7 Things No One Ever Tells You About Getting Your First Injectable


You never forget your first time and whether it’s a little wrinkle relaxer in the forehead or a syringe full of lip-plumping filler, the more you know the better it will go. Here, expert injectors share their top tips for first-timers on how to get the best results with the least amount of side effects. 

The Two-Week Rule

Have an important event coming up? A birthday, vacation, graduation, or wedding that you want to look good for? According to Rochester, NY dermatologist Lesley Loss, MD you’re going to want to give yourself a minimum of two weeks so your results have time to settle. “If possible, two to four weeks prior to any event is ideal,” explains Dr. Loss. “With injectable fillers, there is usually some temporary swelling and occasionally bruising that can take time to resolve. With neurotoxins, it takes two weeks for the full effect of the treatment. Sometimes four weeks is best for fillers or toxin so there is time for a touchup if needed.”

Sore Subject

If you have a history of cold sores, New York dermatologist Doris Day, MD says you should let your injector know ahead of time as you may need medication beforehand to prevent a cold sore. “I recommend taking Valtrex if you are prone to outbreaks, especially if you are getting fillers in the lips.”

Sure Shot

Dr. Day also notes that if you’re planning on getting vaccinated, the best advice is to hold off for a little while before going in for injectables as they may weaken the immune system temporarily: “I usually avoid doing fillers for two weeks before or after any vaccines,” she says. “I have no issues with doing fillers the day after dental work though.”

Sun and Sleep

Miami dermatologist Annie Gonzalez, MD says to pay attention to how you sleep and the time spent in direct sunlight to avoid further skin aging. “I advise sleeping on your back, as sometimes your sleeping side may show earlier signs of sagging and create vertical creases on the forehead,” she says. “I also recommend wearing daily sunscreen, even on your drive to work, as we’ve all seen how the driving side can age more rapidly and have more sunspots and wrinkles.”

Skip Harsh Actives

“While every injectable procedure carries specific set of recommendations, there are certain recommendations that extend across the entire spectrum of injectable treatments,” adds New York oculoplastic surgeon Irene Gladstein, MD. “Those recommendations include skipping harsh peels and high concentration retinols at least several days before the injections and avoiding unprotected exposure to the sun.”

Banish Bruising

To prevent bruising, Charlotte, NC dermatologist Gilly Munavalli, MD says to stop taking multivitamins, fish oil, non-medical aspirin or NSAIDS a week before your injectable appointment and avoid alcohol 24 hours prior your appointment. “After treatment we can use pulse dye laser and arnica pads to greatly reduce post-treatment bruising and swelling,” he says. “Pulsed dye is done 48-hours after treatment if necessary, to hasten the disappearance of bruising,” he explains. “Some doctors will offer this to patients as part of their filler treatment.”

Limit Movement

Omaha, NE dermatologist Joel Schlessinger, MD says to avoid exercise after injections for at least the day of your treatment. “Sometimes, a small vessel is slightly traumatized, but not enough to cause a bruise at the time of the injections, but exercise can lead to a full-fledged bruise,” he explains. “It’s best to wait to do anything that involves bending, straining or excessive pressure until the next day.”

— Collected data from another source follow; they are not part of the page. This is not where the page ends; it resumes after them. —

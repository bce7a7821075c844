/// Cue scheduling module
///
/// Bells and spoken guidance share one scheduler; only the player differs.
///
/// ```text
/// CueScheduler<BellPlayer>      ─┐
///                                ├── VirtualClock (shared)
/// CueScheduler<GuidancePlayer>  ─┘
///        │
///        └── GuidancePlayer ── DuckingCoordinator ── AmbianceLoopController
/// ```
use std::fmt;
use std::time::Duration;

pub mod bell;
pub mod guidance;
pub mod schedule;
pub mod scheduler;

pub use bell::BellPlayer;
pub use guidance::GuidancePlayer;
pub use scheduler::{CuePlayer, CueScheduler};

/// How often a playing cue is checked for completion
pub const PLAYBACK_POLL_INTERVAL: Duration = Duration::from_millis(250);

/// What a schedule entry plays
#[derive(Debug, Clone, PartialEq, Eq, Hash)]
pub enum Cue {
    /// Bell strike, optionally struck twice
    Bell { double: bool },

    /// Named voice clip
    Guidance { clip: String },
}

impl Cue {
    pub fn guidance(clip: &str) -> Self {
        Cue::Guidance {
            clip: clip.to_string(),
        }
    }

    /// Asset name handed to the resolver
    pub fn asset_name(&self) -> String {
        match self {
            Cue::Bell { .. } => crate::audio_system::source::BELL_ASSET.to_string(),
            Cue::Guidance { clip } => format!("{}.mp3", clip),
        }
    }
}

impl fmt::Display for Cue {
    fn fmt(&self, f: &mut fmt::Formatter<'_>) -> fmt::Result {
        match self {
            Cue::Bell { double: false } => write!(f, "bell"),
            Cue::Bell { double: true } => write!(f, "double bell"),
            Cue::Guidance { clip } => write!(f, "guidance '{}'", clip),
        }
    }
}

/// One scheduled cue
#[derive(Debug, Clone, PartialEq, Eq)]
pub struct CueScheduleEntry {
    pub offset_seconds: u32,
    pub cue: Cue,
    pub fired: bool,
}

impl CueScheduleEntry {
    pub fn new(offset_seconds: u32, cue: Cue) -> Self {
        Self {
            offset_seconds,
            cue,
            fired: false,
        }
    }

    pub fn offset_ms(&self) -> u64 {
        u64::from(self.offset_seconds) * 1000
    }
}
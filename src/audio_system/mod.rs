/// Audio system module
///
/// Everything that makes sound during a session:
/// - Player handles over a pluggable backend (rodio, or a recording backend
///   for dry runs and tests)
/// - Off-loop clip loading
/// - The ambiance loop with crossfades, fade-out, silence mode and previews
/// - The ducking coordinator that lowers the ambiance under voice cues
///
/// ## Architecture
///
/// ```text
/// AmbianceLoopController
///   ├── current: AudioPlayerHandle  ─┐ crossfade
///   ├── next:    AudioPlayerHandle  ─┘
///   └── PreviewPlayer
///
/// DuckingCoordinator ── multiplier ──► AmbianceLoopController (DuckListener)
///
/// ClipLoader ── AssetResolver ──► AudioBackend ──► PlaybackSink
/// ```
///
/// ## Usage
///
/// ```rust,ignore
/// let loader = ClipLoader::new(scheduler.clone(), backend, resolver);
/// let ducking = DuckingCoordinator::new(scheduler.clone(), bus.clone());
/// let ambiance = AmbianceLoopController::new(loader, clock, ducking.clone(), bus, 1.0, 1.0);
///
/// ambiance.start(AmbianceSound::Rain, 600);
/// ducking.duck();
/// ```
pub mod ambiance;
pub mod backend;
pub mod ducking;
pub mod effects;
pub mod loader;
pub mod player;
pub mod preview;
pub mod probe;
pub mod recording;
pub mod source;

// Re-export commonly used types
pub use ambiance::{AmbianceLoopController, LoopPhase};
pub use backend::{AudioBackend, PlaybackSink, RodioBackend};
pub use ducking::{DuckListener, DuckState, DuckingCoordinator};
pub use loader::ClipLoader;
pub use player::AudioPlayerHandle;
pub use preview::PreviewPlayer;
pub use recording::{PlayerRecord, RecordingBackend};
pub use source::{AmbianceSound, AudioSourceType};
/// Audio effects module
///
/// Volume ramps applied tick by tick from the timer loop.

pub mod fade;

pub use fade::{fadeout_seconds, steps_for, LinearRamp};
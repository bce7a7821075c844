use std::fs::File;
use std::path::Path;
use std::time::Duration;

use symphonia::core::codecs::CODEC_TYPE_NULL;
use symphonia::core::formats::FormatOptions;
use symphonia::core::io::MediaSourceStream;
use symphonia::core::meta::MetadataOptions;
use symphonia::core::probe::Hint;

/// Sample rate of the generated silence clip
const SILENCE_SAMPLE_RATE: u32 = 22_050;

/// Read the length of an audio file from its container headers.
///
/// Returns `None` when the format does not carry a frame count (common for
/// VBR MP3 without a Xing header); callers fall back to the authored length.
pub fn clip_length(path: &Path) -> Option<Duration> {
    let src = match File::open(path) {
        Ok(file) => file,
        Err(e) => {
            tracing::debug!("Cannot open {} for probing: {}", path.display(), e);
            return None;
        }
    };
    let mss = MediaSourceStream::new(Box::new(src), Default::default());

    // Create a probe hint using the file extension
    let mut hint = Hint::new();
    if let Some(ext) = path.extension().and_then(|ext| ext.to_str()) {
        hint.with_extension(ext);
    }

    let meta_opts: MetadataOptions = Default::default();
    let fmt_opts: FormatOptions = Default::default();

    let probed = match symphonia::default::get_probe().format(&hint, mss, &fmt_opts, &meta_opts) {
        Ok(probed) => probed,
        Err(e) => {
            tracing::debug!("Cannot probe {}: {}", path.display(), e);
            return None;
        }
    };

    let track = probed
        .format
        .tracks()
        .iter()
        .find(|t| t.codec_params.codec != CODEC_TYPE_NULL)?;

    let frames = track.codec_params.n_frames?;
    let sample_rate = track.codec_params.sample_rate?;
    if sample_rate == 0 {
        return None;
    }

    Some(Duration::from_secs_f64(frames as f64 / f64::from(sample_rate)))
}

/// Write a mono 16-bit silent WAV of the given length
pub fn write_silence(path: &Path, length: Duration) -> Result<(), hound::Error> {
    let spec = hound::WavSpec {
        channels: 1,
        sample_rate: SILENCE_SAMPLE_RATE,
        bits_per_sample: 16,
        sample_format: hound::SampleFormat::Int,
    };

    let mut writer = hound::WavWriter::create(path, spec)?;
    let frames = (length.as_secs_f64() * f64::from(SILENCE_SAMPLE_RATE)).round() as u64;
    for _ in 0..frames {
        writer.write_sample(0i16)?;
    }
    writer.finalize()?;

    Ok(())
}
/// Event types for the engine
///
/// Events represent things that have happened (past tense).
/// They are broadcast to all subscribers; a haptics or visual layer listens
/// for `Ducked` / `Unducked` and `SessionCompleted`.
use crate::audio_system::AmbianceSound;
use crate::config::SessionConfig;
use crate::cues::Cue;
use crate::state::SessionState;

/// Engine events
#[derive(Debug, Clone, PartialEq)]
pub enum SessionEvent {
    /// Orchestrator state changed
    StateChanged {
        old_state: SessionState,
        new_state: SessionState,
    },

    /// Session components are running
    SessionStarted { config: SessionConfig },

    /// A scheduled cue fired and was handed to its player
    CueFired {
        schedule: &'static str,
        offset_seconds: u32,
        cue: Cue,
    },

    /// A cue was passed over by a skip and will not play
    CueSkipped {
        schedule: &'static str,
        offset_seconds: u32,
        cue: Cue,
    },

    /// A cue could not be played
    CueFailed { cue: Cue, message: String },

    /// Ambiance is being lowered for a cue
    Ducked,

    /// Ambiance is returning to its normal level
    Unducked,

    /// The ambiance layer could not be played; the session continues without it
    AmbianceUnavailable { sound: AmbianceSound, message: String },

    /// The virtual clock jumped forward
    SkippedForward { seconds: u32, elapsed_ms: u64 },

    /// The session reached its natural end
    SessionCompleted,

    /// Teardown finished
    SessionStopped { completed: bool },
}

impl SessionEvent {
    /// Get a human-readable description of the event
    pub fn description(&self) -> String {
        match self {
            SessionEvent::StateChanged { new_state, .. } => {
                format!("Session state: {}", new_state.description())
            }
            SessionEvent::SessionStarted { config } => format!(
                "Session started: {} for {} min, guidance level {}",
                config.sound,
                config.duration_minutes,
                u8::from(config.guidance_level)
            ),
            SessionEvent::CueFired {
                schedule,
                offset_seconds,
                cue,
            } => format!("{} cue at {}s: {}", schedule, offset_seconds, cue),
            SessionEvent::CueSkipped {
                schedule,
                offset_seconds,
                cue,
            } => format!("{} cue at {}s skipped: {}", schedule, offset_seconds, cue),
            SessionEvent::CueFailed { cue, message } => {
                format!("Cue {} failed: {}", cue, message)
            }
            SessionEvent::Ducked => "Ambiance ducked".to_string(),
            SessionEvent::Unducked => "Ambiance restored".to_string(),
            SessionEvent::AmbianceUnavailable { sound, message } => {
                format!("Ambiance {} unavailable: {}", sound, message)
            }
            SessionEvent::SkippedForward { seconds, elapsed_ms } => {
                format!("Skipped {}s, now at {}s", seconds, elapsed_ms / 1000)
            }
            SessionEvent::SessionCompleted => "Session completed".to_string(),
            SessionEvent::SessionStopped { completed } => {
                if *completed {
                    "Session finished".to_string()
                } else {
                    "Session stopped".to_string()
                }
            }
        }
    }
}
/// Audio source types
///
/// The sound catalog the engine knows about, plus the categories of audio that
/// can be playing at the same time.
use std::fmt;
use std::str::FromStr;
use std::time::Duration;

use serde::{Deserialize, Serialize};

/// Asset name of the generated silent clip used by silence mode
pub const SILENCE_ASSET: &str = "silence.wav";

/// Asset name of the bell strike
pub const BELL_ASSET: &str = "bell.mp3";

/// Authored length of every ambiance clip
pub const AMBIANCE_CLIP_LENGTH: Duration = Duration::from_secs(120);

/// Authored length of the silent clip
pub const SILENCE_CLIP_LENGTH: Duration = Duration::from_secs(10);

/// Overlap between two ambiance players while looping
pub const CROSSFADE_WINDOW: Duration = Duration::from_secs(8);

/// Overlap used when looping the silent clip
pub const SILENCE_CROSSFADE_WINDOW: Duration = Duration::from_secs(1);

/// Ambiance bed selected for a session
#[derive(Debug, Clone, Copy, PartialEq, Eq, Hash, Serialize, Deserialize, Default)]
#[serde(rename_all = "snake_case")]
pub enum AmbianceSound {
    /// No audible ambiance; a silent clip keeps the output alive
    #[default]
    None,
    Rain,
    Ocean,
    Forest,
    Stream,
    Wind,
    Fireplace,
    Night,
}

impl AmbianceSound {
    pub const ALL: [AmbianceSound; 8] = [
        AmbianceSound::None,
        AmbianceSound::Rain,
        AmbianceSound::Ocean,
        AmbianceSound::Forest,
        AmbianceSound::Stream,
        AmbianceSound::Wind,
        AmbianceSound::Fireplace,
        AmbianceSound::Night,
    ];

    pub fn is_silence(&self) -> bool {
        matches!(self, AmbianceSound::None)
    }

    pub fn id(&self) -> &'static str {
        match self {
            AmbianceSound::None => "none",
            AmbianceSound::Rain => "rain",
            AmbianceSound::Ocean => "ocean",
            AmbianceSound::Forest => "forest",
            AmbianceSound::Stream => "stream",
            AmbianceSound::Wind => "wind",
            AmbianceSound::Fireplace => "fireplace",
            AmbianceSound::Night => "night",
        }
    }

    /// Logical asset name handed to the resolver
    pub fn asset_name(&self) -> String {
        if self.is_silence() {
            SILENCE_ASSET.to_string()
        } else {
            format!("ambiance_{}.mp3", self.id())
        }
    }

    /// Clip length to assume when the file cannot be probed
    pub fn authored_length(&self) -> Duration {
        if self.is_silence() {
            SILENCE_CLIP_LENGTH
        } else {
            AMBIANCE_CLIP_LENGTH
        }
    }

    pub fn crossfade_window(&self) -> Duration {
        if self.is_silence() {
            SILENCE_CROSSFADE_WINDOW
        } else {
            CROSSFADE_WINDOW
        }
    }
}

impl fmt::Display for AmbianceSound {
    fn fmt(&self, f: &mut fmt::Formatter<'_>) -> fmt::Result {
        write!(f, "{}", self.id())
    }
}

impl FromStr for AmbianceSound {
    type Err = String;

    fn from_str(s: &str) -> Result<Self, Self::Err> {
        let wanted = s.trim().to_ascii_lowercase();
        AmbianceSound::ALL
            .into_iter()
            .find(|sound| sound.id() == wanted)
            .ok_or_else(|| format!("unknown sound '{}'", s))
    }
}

/// Audio layer categories that can play simultaneously
#[derive(Debug, Clone, Copy, PartialEq, Eq, Hash)]
pub enum AudioSourceType {
    /// Looping background bed
    Ambiance,

    /// Bell strike cue
    Bell,

    /// Spoken guidance cue
    Guidance,

    /// Standalone sound sample (UI)
    Preview,
}

impl fmt::Display for AudioSourceType {
    fn fmt(&self, f: &mut fmt::Formatter<'_>) -> fmt::Result {
        match self {
            AudioSourceType::Ambiance => write!(f, "Ambiance"),
            AudioSourceType::Bell => write!(f, "Bell"),
            AudioSourceType::Guidance => write!(f, "Guidance"),
            AudioSourceType::Preview => write!(f, "Preview"),
        }
    }
}
/// Sound preview
///
/// A short standalone sample of an ambiance sound, independent of any session.
/// Plays at the preview volume and fades out over its last seconds.

use std::sync::Arc;
use std::time::Duration;

use parking_lot::Mutex;

use super::effects::LinearRamp;
use super::loader::{ClipLoader, LoadResult};
use super::player::AudioPlayerHandle;
use super::source::{AmbianceSound, AudioSourceType};
use crate::scheduling::TimerHandle;

pub const PREVIEW_LENGTH: Duration = Duration::from_secs(5);
pub const PREVIEW_FADE: Duration = Duration::from_secs(2);
const PREVIEW_TICK: Duration = Duration::from_millis(100);

#[derive(Default)]
struct PreviewState {
    generation: u64,
    sound: Option<AmbianceSound>,
    handle: Option<AudioPlayerHandle>,
    timer: Option<TimerHandle>,
}

struct Inner {
    loader: ClipLoader,
    volume: f32,
    state: Mutex<PreviewState>,
}

pub struct PreviewPlayer {
    inner: Arc<Inner>,
}

impl PreviewPlayer {
    pub fn new(loader: ClipLoader, volume: f32) -> Self {
        Self {
            inner: Arc::new(Inner {
                loader,
                volume: volume.clamp(0.0, 1.0),
                state: Mutex::new(PreviewState::default()),
            }),
        }
    }

    /// Start a preview, cancelling the one already playing
    pub fn play(&self, sound: AmbianceSound) {
        let (generation, previous) = {
            let mut state = self.inner.state.lock();
            let previous = Inner::clear(&mut state);
            state.sound = Some(sound);
            (state.generation, previous)
        };
        drop(previous);

        tracing::info!("Previewing {}", sound);

        let weak = Arc::downgrade(&self.inner);
        self.inner
            .loader
            .load_async(AudioSourceType::Preview, sound.asset_name(), move |result| {
                if let Some(inner) = weak.upgrade() {
                    Inner::attach(&inner, generation, result);
                }
            });
    }

    /// Idempotent
    pub fn stop(&self) {
        let previous = Inner::clear(&mut self.inner.state.lock());
        if previous.is_some() {
            tracing::debug!("Preview stopped");
        }
    }

    /// Sound whose preview is loading or playing
    pub fn active_sound(&self) -> Option<AmbianceSound> {
        self.inner.state.lock().sound
    }
}

impl Inner {
    /// Cancel the timer and hand back the handle for release outside the lock
    fn clear(state: &mut PreviewState) -> Option<AudioPlayerHandle> {
        state.generation += 1;
        state.sound = None;
        if let Some(timer) = state.timer.take() {
            timer.cancel();
        }
        state.handle.take()
    }

    fn attach(this: &Arc<Self>, generation: u64, result: LoadResult) {
        let mut handle = match result {
            Ok(handle) => handle,
            Err(e) => {
                tracing::warn!("Preview could not be played: {}", e);
                let mut state = this.state.lock();
                if state.generation == generation {
                    state.sound = None;
                }
                return;
            }
        };

        let mut state = this.state.lock();
        if state.generation != generation {
            return;
        }

        handle.set_volume(this.volume);
        handle.play();
        state.handle = Some(handle);

        let weak = Arc::downgrade(this);
        let ramp = LinearRamp::over(this.volume, 0.0, PREVIEW_FADE, PREVIEW_TICK);
        state.timer = Some(this.loader.scheduler().schedule(
            PREVIEW_LENGTH.saturating_sub(PREVIEW_FADE),
            Box::new(move || {
                if let Some(inner) = weak.upgrade() {
                    Inner::fade_step(&inner, generation, ramp, 0);
                }
            }),
        ));
    }

    fn fade_step(this: &Arc<Self>, generation: u64, ramp: LinearRamp, step: u32) {
        let finished = {
            let mut state = this.state.lock();
            if state.generation != generation {
                return;
            }

            if let Some(handle) = state.handle.as_mut() {
                handle.set_volume(ramp.value_at(step));
            }

            if ramp.is_complete(step) {
                state.timer = None;
                state.sound = None;
                state.handle.take()
            } else {
                let weak = Arc::downgrade(this);
                state.timer = Some(this.loader.scheduler().schedule(
                    PREVIEW_TICK,
                    Box::new(move || {
                        if let Some(inner) = weak.upgrade() {
                            Inner::fade_step(&inner, generation, ramp, step + 1);
                        }
                    }),
                ));
                None
            }
        };

        if let Some(mut handle) = finished {
            handle.release();
        }
    }
}

impl Drop for Inner {
    fn drop(&mut self) {
        if let Some(timer) = self.state.get_mut().timer.take() {
            timer.cancel();
        }
    }
}
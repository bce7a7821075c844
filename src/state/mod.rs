/// State management module
///
/// Lifecycle state for the session orchestrator.

pub mod session_state;

// Re-export commonly used types
pub use session_state::{SessionState, SessionStateMachine, TransitionError};
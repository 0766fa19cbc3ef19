// Copyright 2025 The Rustux Authors
//
// Use of this source code is governed by a MIT-style
// license that can be found in the LICENSE file or at
// https://opensource.org/licenses/MIT

//! Testing infrastructure
//!
//! Mock hardware and a boot helper for exercising the kernel on the host.
//!
//! # Usage
//! ```ignore
//! use rustux_core::testing::{boot, TestBoard};
//!
//! let (mut kernel, board) = boot(KernelConfig::with_cpus(2));
//! board.timers[0].set_counter(1_000);
//! kernel.handle_interrupt(0, TIMER_IRQ)?;
//! ```

pub mod mocks;

use std::boxed::Box;
use std::vec::Vec;

use crate::config::KernelConfig;
use crate::kernel::{Kernel, Platform};
use crate::traits::TimerDriver;

pub use mocks::{Mapping, MockPic, MockTimer, MockTlb, MockTranslationTable, IPI_IRQ, TIMER_IRQ};

/// Test-side handles on the hardware a kernel was booted with
pub struct TestBoard {
    pub timers: Vec<MockTimer>,
    pub pic: MockPic,
    pub tlb: MockTlb,
    pub core_table: MockTranslationTable,
}

/// Boot a kernel on mock hardware with 32-bit timers
///
/// # Panics
///
/// Panics if the configuration is rejected.
pub fn boot(config: KernelConfig) -> (Kernel, TestBoard) {
    let timers: Vec<MockTimer> = (0..config.cpus).map(|_| MockTimer::new(32, TIMER_IRQ)).collect();
    let board = TestBoard {
        timers: timers.clone(),
        pic: MockPic::new(),
        tlb: MockTlb::new(),
        core_table: MockTranslationTable::new(),
    };

    let platform = Platform {
        pic: Box::new(board.pic.clone()),
        tlb: Box::new(board.tlb.clone()),
        timers: timers
            .into_iter()
            .map(|t| Box::new(t) as Box<dyn TimerDriver>)
            .collect(),
        core_translation_table: Box::new(board.core_table.clone()),
    };
    let kernel = Kernel::new(config, platform).expect("boot failed");
    (kernel, board)
}
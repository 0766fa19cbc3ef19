// Copyright 2025 The Rustux Authors
//
// Use of this source code is governed by a MIT-style
// license that can be found in the LICENSE file or at
// https://opensource.org/licenses/MIT

//! Scheduler and thread management
//!
//! This module provides the kernel thread type and the per-CPU
//! claims/fills scheduler.
//!
//! # Example
//! ```ignore
//! use rustux_core::sched::{Scheduler, ThreadPriority, ThreadRef};
//!
//! let mut scheduler = Scheduler::new(idle, super_period, time_slice);
//! scheduler.insert(thread, ThreadPriority::High, quota);
//! scheduler.ready(thread);
//! scheduler.update(consumed);
//! let next = scheduler.head();
//! ```

pub mod thread;
pub mod scheduler;
pub mod state;

pub use thread::{
    FaultDescriptor, RegisterContext, StartKind, Thread, ThreadId, ThreadParams, ThreadRef, ThreadStats,
};
pub use scheduler::Scheduler;
pub use state::{ThreadPriority, ThreadState, PRIORITY_LEVELS};
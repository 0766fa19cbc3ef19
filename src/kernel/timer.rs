// Copyright 2025 The Rustux Authors
//
// Use of this source code is governed by a MIT-style
// license that can be found in the LICENSE file or at
// https://opensource.org/licenses/MIT

//! Per-CPU timer and timeout list
//!
//! The timer extends the hardware's free-running counter into a monotonic
//! 64-bit tick count and keeps the timeouts of its CPU sorted by deadline.
//! The one-shot comparator is always programmed for the earliest deadline,
//! or for the longest representable duration when nothing is pending, so
//! that counter wrap-arounds are observed in time.

use alloc::boxed::Box;
use alloc::vec::Vec;

use crate::sched::ThreadRef;
use crate::traits::TimerDriver;

use super::error::TimerError;

/// Conversion between timer ticks and wall-clock time
///
/// All conversions round down.
#[derive(Debug, Clone, Copy, PartialEq, Eq)]
pub struct TimeBase {
    ticks_per_ms: u64,
}

impl TimeBase {
    /// Create a time base, rejecting rates coarser than one tick per microsecond
    pub fn new(ticks_per_ms: u64) -> Result<Self, TimerError> {
        if ticks_per_ms < 1_000 {
            return Err(TimerError::InconsistentTimeBase { ticks_per_ms });
        }
        Ok(Self { ticks_per_ms })
    }

    /// Timer ticks per millisecond
    pub fn ticks_per_ms(&self) -> u64 {
        self.ticks_per_ms
    }

    pub fn us_to_ticks(&self, us: u64) -> u64 {
        let ticks = u128::from(us) * u128::from(self.ticks_per_ms) / 1_000;
        u64::try_from(ticks).unwrap_or(u64::MAX)
    }

    pub fn ticks_to_us(&self, ticks: u64) -> u64 {
        let us = u128::from(ticks) * 1_000 / u128::from(self.ticks_per_ms);
        u64::try_from(us).unwrap_or(u64::MAX)
    }

    pub fn ms_to_ticks(&self, ms: u64) -> u64 {
        ms.saturating_mul(self.ticks_per_ms)
    }
}

/// Who is notified when a timeout expires
#[derive(Debug, Clone, Copy, PartialEq, Eq)]
pub enum TimeoutOwner {
    /// End of the current scheduling quantum of the CPU
    Quantum,
    /// A thread's user-requested timeout
    Thread(ThreadRef),
}

#[derive(Debug, Clone, Copy)]
struct Timeout {
    start: u64,
    deadline: u64,
    owner: TimeoutOwner,
}

/// Per-CPU timer
pub struct Timer {
    driver: Box<dyn TimerDriver>,
    time_base: TimeBase,
    /// Sorted by deadline, equal deadlines in insertion order
    timeouts: Vec<Timeout>,
    time: u64,
    last_counter: u64,
    wraps: u64,
    max_value: u64,
    programmed: u64,
}

impl Timer {
    /// Take over `driver`; the counter must hold at least `min_ticks`
    pub fn new(driver: Box<dyn TimerDriver>, time_base: TimeBase, min_ticks: u64) -> Result<Self, TimerError> {
        let bits = driver.counter_bits();
        let max_value = driver.max_value();
        if bits == 0 || max_value < min_ticks {
            return Err(TimerError::CounterTooNarrow { bits });
        }
        let last_counter = driver.counter() & max_value;
        Ok(Self {
            driver,
            time_base,
            timeouts: Vec::new(),
            time: 0,
            last_counter,
            wraps: 0,
            max_value,
            programmed: 0,
        })
    }

    fn advance(&mut self) {
        let counter = self.driver.counter() & self.max_value;
        if counter < self.last_counter {
            self.wraps += 1;
        }
        let delta = counter.wrapping_sub(self.last_counter) & self.max_value;
        self.time = self.time.wrapping_add(delta);
        self.last_counter = counter;
    }

    /// Ticks since the timer was taken over
    pub fn time(&mut self) -> u64 {
        self.advance();
        self.time
    }

    /// Register or re-arm the timeout of `owner`, `duration` ticks from now
    pub fn set_timeout(&mut self, owner: TimeoutOwner, duration: u64) {
        let was_first = self.unlink(owner) == Some(0);

        let start = self.time();
        let timeout = Timeout {
            start,
            deadline: start.saturating_add(duration),
            owner,
        };
        let index = self.timeouts.partition_point(|t| t.deadline <= timeout.deadline);
        self.timeouts.insert(index, timeout);

        if index == 0 || was_first {
            self.schedule_timeout();
        }
    }

    /// Drop the timeout of `owner`; returns whether one was pending
    pub fn cancel_timeout(&mut self, owner: TimeoutOwner) -> bool {
        match self.unlink(owner) {
            Some(0) => {
                self.schedule_timeout();
                true
            }
            Some(_) => true,
            None => false,
        }
    }

    fn unlink(&mut self, owner: TimeoutOwner) -> Option<usize> {
        let index = self.timeouts.iter().position(|t| t.owner == owner)?;
        self.timeouts.remove(index);
        Some(index)
    }

    /// Expire every timeout whose deadline has passed
    ///
    /// Returns the owners in deadline order and reprograms the comparator.
    pub fn process_timeouts(&mut self) -> Vec<TimeoutOwner> {
        let now = self.time();
        let expired = self.timeouts.partition_point(|t| t.deadline <= now);
        let fired = self.timeouts.drain(..expired).map(|t| t.owner).collect();
        self.schedule_timeout();
        fired
    }

    fn schedule_timeout(&mut self) {
        let now = self.time();
        let duration = match self.timeouts.first() {
            Some(next) if next.deadline > now => (next.deadline - now).min(self.max_value),
            Some(_) => 1,
            None => self.max_value,
        };
        self.programmed = duration;
        self.driver.start_one_shot(duration);
    }

    /// Check if `owner` has a pending timeout
    pub fn is_pending(&self, owner: TimeoutOwner) -> bool {
        self.timeouts.iter().any(|t| t.owner == owner)
    }

    /// Deadline of the pending timeout of `owner`
    pub fn deadline(&self, owner: TimeoutOwner) -> Option<u64> {
        self.timeouts.iter().find(|t| t.owner == owner).map(|t| t.deadline)
    }

    /// Ticks since the timeout of `owner` was set
    pub fn timeout_age(&mut self, owner: TimeoutOwner) -> Option<u64> {
        let now = self.time();
        let start = self.timeouts.iter().find(|t| t.owner == owner)?.start;
        Some(now.saturating_sub(start))
    }

    /// Longest duration the comparator can be programmed for, in microseconds
    pub fn timeout_max_us(&self) -> u64 {
        self.time_base.ticks_to_us(self.max_value)
    }

    /// Duration of the last one-shot programming
    pub fn programmed(&self) -> u64 {
        self.programmed
    }

    /// Number of counter wrap-arounds observed
    pub fn wraps(&self) -> u64 {
        self.wraps
    }

    /// Number of pending timeouts
    pub fn pending(&self) -> usize {
        self.timeouts.len()
    }

    pub fn time_base(&self) -> TimeBase {
        self.time_base
    }

    /// IRQ of the comparator
    pub fn irq(&self) -> u32 {
        self.driver.irq()
    }
}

Dr. Schlessinger also advises to postpone any facial or body treatments that can interfere with results: “Hold off on any massages until a day or two after the procedure and absolutely avoid facials for a week or so after any fillers as they can displace areas where fillers were injected.” 

See an Expert Injector

More important than any other tip says Dover, OH facial plastic surgeon David Hartman, MD, is the assurance that a trained and experienced professional is doing your treatment. “By far, the majority of problems encountered in use of neurotoxins and fillers occur at the hands of novice injectors who simply don’t have a working understanding of the underlying anatomy of the face and don’t have a working knowledge of the particular advantages or disadvantages of the various fillers and neurotoxins,” he explains. 

“Even the minor potential problems such as bruising, swelling, pain, ‘brow heaviness,’ asymmetries, or over treatment are far less likely to occur when your injector is knowledgeable, highly-trained and experienced.”